Di tengah riuh perdebatan modernitas, wacana mengenai peran perempuan kerap terjebak pada dua kutub ekstrem. Di satu sisi, ada pandangan tradisionalis sempit yang mengurung potensi perempuan hanya pada batas-batas fisik rumah tangga tanpa ruang gerak pemikiran. Di sisi lain, arus modernisme sekuler menuntut perempuan melepaskan identitas keimanannya demi mengejar standar keberdayaan yang semata-mata diukur dari pencapaian material dan eksistensi publik. Sebagai bagian dari ummatan wasathan, umat Islam selayaknya melihat Muslimah bukan sekadar objek dari arus zaman, melainkan pilar utama dalam merajut kembali peradaban bangsa yang beradab.
Islam sejatinya telah meletakkan fondasi yang sangat kokoh mengenai kemitraan strategis antara laki-laki dan perempuan dalam membangun tatanan sosial. Al-Qur'an menegaskan bahwa keikutsertaan perempuan dalam menegakkan kebaikan dan memperbaiki masyarakat adalah wujud kepemimpinan sosial yang setara. Firman Allah SWT dalam Surah At-Tawbah ayat 71 menyebutkan:
وَالْمُؤْمِنُونَ وَالْمُؤْمِنَاتُ بَعْضُهُمْ أَوْلِيَاءُ بَعْضٍ ۚ يَأْمُرُونَ بِالْمَعْرُوفِ وَيَنْهَوْنَ عَنِ الْمُنْكَرِ
Ayat ini menegaskan bahwa ikatan keimanan menuntut keterlibatan aktif baik pria maupun wanita untuk bersama-sama melakukan perbaikan sosial, menyampaikan nilai kebaikan, dan mencegah kemungkaran di tengah masyarakat.
Kerap kali muncul kesalahpahaman yang mengerdilkan peran domestik Muslimah sebagai bentuk ketertinggalan. Padahal, rumah tangga adalah laboratorium peradaban yang paling menentukan. Di sinilah Muslimah berperan sebagai madrasatul ula, sekolah pertama dan utama yang menyemai benih-benih keimanan, kejujuran, dan wawasan sejarah kepada generasi penerus. Membangun bangsa yang besar tidak akan pernah berhasil jika benteng terdepannya, yaitu keluarga, mengalami krisis moral. Oleh karena itu, melanggengkan kehormatan peran domestik tanpa mengisolasi perempuan dari dinamika zaman adalah kunci utama mewujudkan ketahanan nasional.

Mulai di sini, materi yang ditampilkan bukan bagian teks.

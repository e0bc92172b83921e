//! CSV codec for the persisted dataset.
//!
//! The on-disk format is deliberately boring: a header row in the canonical
//! column order, one data row per entry. Reads are lenient the way the
//! collaborative tool needs them to be: coordinates that fail to parse are
//! coerced to NaN (filtered later at the render boundary), missing text
//! fields become empty strings, and a structurally broken file yields an
//! empty dataset instead of an error.

use chrono::{DateTime, Utc};
use serde::Deserialize;

use crate::config::CSV_HEADER;
use crate::error_handling::StoreError;
use crate::models::{Entry, EntryDataset};

/// One row as read from the file, before coercion. Every field is optional
/// so a sparse row still deserializes.
#[derive(Debug, Deserialize)]
struct RawRecord {
    id: Option<String>,
    username: Option<String>,
    city: Option<String>,
    country: Option<String>,
    latitude: Option<String>,
    longitude: Option<String>,
    continent: Option<String>,
    un_region: Option<String>,
    created_at: Option<String>,
}

impl RawRecord {
    fn coerce(self) -> Entry {
        Entry {
            id: self.id.unwrap_or_default(),
            username: self.username.unwrap_or_default(),
            city: self.city.unwrap_or_default(),
            country: self.country.unwrap_or_default(),
            latitude: coerce_coordinate(self.latitude),
            longitude: coerce_coordinate(self.longitude),
            continent: self.continent.unwrap_or_default(),
            un_region: self.un_region.unwrap_or_default(),
            created_at: coerce_timestamp(self.created_at),
        }
    }
}

fn coerce_coordinate(value: Option<String>) -> f64 {
    value
        .as_deref()
        .and_then(|v| v.trim().parse::<f64>().ok())
        .unwrap_or(f64::NAN)
}

/// An unparseable timestamp becomes the minimum instant, which keeps the row
/// renderable while making it too old to ever trip the duplicate window.
fn coerce_timestamp(value: Option<String>) -> DateTime<Utc> {
    value
        .as_deref()
        .and_then(|v| DateTime::parse_from_rfc3339(v.trim()).ok())
        .map(|dt| dt.with_timezone(&Utc))
        .unwrap_or(DateTime::<Utc>::MIN_UTC)
}

/// Decodes file content into a dataset.
///
/// Never fails: a structurally broken file (ragged rows, bad header) is
/// logged and treated as an empty dataset, matching how a low-traffic
/// community tool should behave when someone hand-edits the file badly.
pub(crate) fn decode(bytes: &[u8]) -> EntryDataset {
    let mut reader = csv::Reader::from_reader(bytes);
    let mut entries = Vec::new();

    for record in reader.deserialize::<RawRecord>() {
        match record {
            Ok(raw) => entries.push(raw.coerce()),
            Err(e) => {
                log::warn!("Dataset file could not be parsed, treating it as empty: {}", e);
                return EntryDataset::new();
            }
        }
    }

    EntryDataset::from_entries(entries)
}

/// Encodes a dataset into CSV bytes, header first, canonical column order.
pub(crate) fn encode(dataset: &EntryDataset) -> Result<Vec<u8>, StoreError> {
    let mut writer = csv::Writer::from_writer(Vec::new());
    writer.write_record(CSV_HEADER)?;
    for entry in dataset.entries() {
        writer.write_record([
            entry.id.as_str(),
            entry.username.as_str(),
            entry.city.as_str(),
            entry.country.as_str(),
            &entry.latitude.to_string(),
            &entry.longitude.to_string(),
            entry.continent.as_str(),
            entry.un_region.as_str(),
            &entry.created_at.to_rfc3339(),
        ])?;
    }
    writer
        .into_inner()
        .map_err(|e| StoreError::Io(std::io::Error::other(e.to_string())))
}

/// CSV content of an empty dataset: the header row only.
pub(crate) fn header_only() -> Vec<u8> {
    let mut line = CSV_HEADER.join(",");
    line.push('\n');
    line.into_bytes()
}

#[cfg(test)]
mod tests {
    use super::*;

    fn sample_entry() -> Entry {
        Entry {
            id: "9f8a6c1e".to_string(),
            username: "Bo".to_string(),
            city: "Austin, Texas, USA".to_string(),
            country: "USA".to_string(),
            latitude: 30.27,
            longitude: -97.74,
            continent: "America".to_string(),
            un_region: "Northern America".to_string(),
            created_at: "2026-08-26T12:00:00Z".parse().unwrap(),
        }
    }

    #[test]
    fn test_round_trip_preserves_string_fields() {
        let dataset = EntryDataset::from_entries(vec![sample_entry()]);
        let bytes = encode(&dataset).unwrap();
        let decoded = decode(&bytes);

        assert_eq!(decoded.len(), 1);
        let entry = &decoded.entries()[0];
        assert_eq!(entry.id, "9f8a6c1e");
        assert_eq!(entry.username, "Bo");
        assert_eq!(entry.city, "Austin, Texas, USA");
        assert_eq!(entry.country, "USA");
        assert_eq!(entry.latitude, 30.27);
        assert_eq!(entry.longitude, -97.74);
    }

    #[test]
    fn test_decode_header_only_is_empty() {
        let decoded = decode(&header_only());
        assert!(decoded.is_empty());
    }

    #[test]
    fn test_decode_coerces_bad_coordinates_to_nan() {
        let csv = "id,username,city,country,latitude,longitude,continent,un_region,created_at\n\
                   x,Alice,Paris,France,not-a-number,2.35,,,2026-01-01T00:00:00Z\n";
        let decoded = decode(csv.as_bytes());
        assert_eq!(decoded.len(), 1);
        assert!(decoded.entries()[0].latitude.is_nan());
        assert_eq!(decoded.entries()[0].longitude, 2.35);
        // The coerced row is excluded from rendering, not from the dataset
        assert_eq!(decoded.valid_entries().count(), 0);
    }

    #[test]
    fn test_decode_missing_text_fields_become_empty() {
        let csv = "id,username,city,country,latitude,longitude,continent,un_region,created_at\n\
                   x,Alice,Paris,,48.85,2.35,,,\n";
        let decoded = decode(csv.as_bytes());
        let entry = &decoded.entries()[0];
        assert_eq!(entry.country, "");
        assert_eq!(entry.continent, "");
        assert_eq!(entry.created_at, DateTime::<Utc>::MIN_UTC);
    }

    #[test]
    fn test_decode_ragged_file_is_empty() {
        let csv = "id,username,city,country,latitude,longitude,continent,un_region,created_at\n\
                   only,three,fields\n";
        assert!(decode(csv.as_bytes()).is_empty());
    }

    #[test]
    fn test_decode_garbage_is_empty() {
        assert!(decode(b"\x00\x01\x02 not a csv file").is_empty());
    }

    #[test]
    fn test_encode_writes_canonical_header() {
        let bytes = encode(&EntryDataset::new()).unwrap();
        let text = String::from_utf8(bytes).unwrap();
        assert!(text.starts_with(
            "id,username,city,country,latitude,longitude,continent,un_region,created_at"
        ));
    }
}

Agar mampu menjalankan peran strategis tersebut, penguasaan ilmu pengetahuan menjadi sebuah kewajiban mutlak bagi setiap Muslimah. Rasulullah SAW secara tegas melintasi batas-batas patriarki zaman jahiliah dengan mewajibkan pencarian ilmu tanpa membedakan gender. Beliau bersabda:
طَلَبُ الْعِلْمِ فَرِيضَةٌ عَلَى كُلِّ مُسْلِمٍ
Kewajiban menuntut ilmu ini menegaskan bahwa kebodohan adalah musuh utama pembangunan. Muslimah yang terpelajar akan melahirkan generasi yang cerdas, berwawasan luas, dan tidak mudah terombang-ambing oleh pemikiran ekstrem atau budaya konsumerisme yang merusak fondasi moral bangsa.
Keterlibatan Muslimah di ruang publik, baik dalam bidang pendidikan, kesehatan, ekonomi, maupun sains, harus dipandang sebagai kontribusi nyata bagi kemajuan sosial. Kuncinya terletak pada integrasi antara profesionalisme dan akhlakul karimah. Ketika seorang Muslimah hadir di dunia publik dengan membawa prinsip kesopanan, integritas, dan keberanian menyuarakan kebenaran, ia sedang menunjukkan wajah Islam yang inklusif dan memajukan. Publik bukan arena untuk mengeksploitasi moleknya tubuh, melainkan tempat menguji tajamnya pikiran dan ketulusan pengabdian.